Stored data:
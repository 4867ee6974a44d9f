//! # API crate: fullstack server functions for SocialCard
//!
//! The frontends only need one thing from the server: who is signed in, so
//! the create page can pre-fill the card's email.
//!
//! ## Modules
//!
//! | Module | Feature gate | Purpose |
//! |--------|-------------|---------|
//! | [`auth`] | none | Where the signed-in user lives in the session and how the reported identity is chosen |
//! | [`models`] | none | The client-safe [`UserInfo`] |
//! | [`settings`] | loader: `server` | Server settings (dev identity, session cookie) via the `config` crate |
//!
//! ## Server functions exposed here
//!
//! Compiled twice: once with full server logic (behind
//! `#[cfg(feature = "server")]`) and once as a thin client stub that forwards
//! the call over HTTP.
//!
//! - `get_current_user`

use dioxus::prelude::*;

pub mod auth;
pub mod models;
pub mod settings;

pub use models::UserInfo;

/// Get the current authenticated user from the session.
#[cfg(feature = "server")]
#[get("/api/auth/me", session: tower_sessions::Session)]
pub async fn get_current_user() -> Result<Option<UserInfo>, ServerFnError> {
    let session_user: Option<UserInfo> = session
        .get(auth::SESSION_USER_KEY)
        .await
        .map_err(|e| ServerFnError::new(e.to_string()))?;

    let identity = &settings::get_settings().identity;
    Ok(auth::resolve_identity(session_user, identity))
}

#[cfg(not(feature = "server"))]
#[get("/api/auth/me")]
pub async fn get_current_user() -> Result<Option<UserInfo>, ServerFnError> {
    Ok(None)
}
//! Create page route.

use card::CardRecord;
use dioxus::prelude::*;
use ui::views::CreateView;

#[component]
pub fn Create() -> Element {
    rsx! {
        CreateView {
            on_finalize: move |record: CardRecord| {
                tracing::debug!("Card finalized for {}", record.display_name());
            },
        }
    }
}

Goal of the exercise: Return each line above exactly.

Task solution:
repository 4867ee6974a44d9f
//! # API crate: fullstack server functions for SocialCard
//!
//! The frontends only need one thing from the server: who is signed in, so
//! the create page can pre-fill the card's email.
//!
//! ## Modules
//!
//! | Module | Feature gate | Purpose |
//! |--------|-------------|---------|
//! | [`auth`] | none | Where the signed-in user lives in the session and how the reported identity is chosen |
//! | [`models`] | none | The client-safe [`UserInfo`] |
//! | [`settings`] | loader: `server` | Server settings (dev identity, session cookie) via the `config` crate |
//!
//! ## Server functions exposed here
//!
//! Compiled twice: once with full server logic (behind
//! `#[cfg(feature = "server")]`) and once as a thin client stub that forwards
//! the call over HTTP.
//!
//! - `get_current_user`

use dioxus::prelude::*;

pub mod auth;
pub mod models;
pub mod settings;

pub use models::UserInfo;

/// Get the current authenticated user from the session.
#[cfg(feature = "server")]
#[get("/api/auth/me", session: tower_sessions::Session)]
pub async fn get_current_user() -> Result<Option<UserInfo>, ServerFnError> {
    let session_user: Option<UserInfo> = session
        .get(auth::SESSION_USER_KEY)
        .await
        .map_err(|e| ServerFnError::new(e.to_string()))?;

    let identity = &settings::get_settings().identity;
    Ok(auth::resolve_identity(session_user, identity))
}

#[cfg(not(feature = "server"))]
#[get("/api/auth/me")]
pub async fn get_current_user() -> Result<Option<UserInfo>, ServerFnError> {
    Ok(None)
}
//! Create page route.

use card::CardRecord;
use dioxus::prelude::*;
use ui::views::CreateView;

#[component]
pub fn Create() -> Element {
    rsx! {
        CreateView {
            on_finalize: move |record: CardRecord| {
                tracing::debug!("Card finalized for {}", record.display_name());
            },
        }
    }
}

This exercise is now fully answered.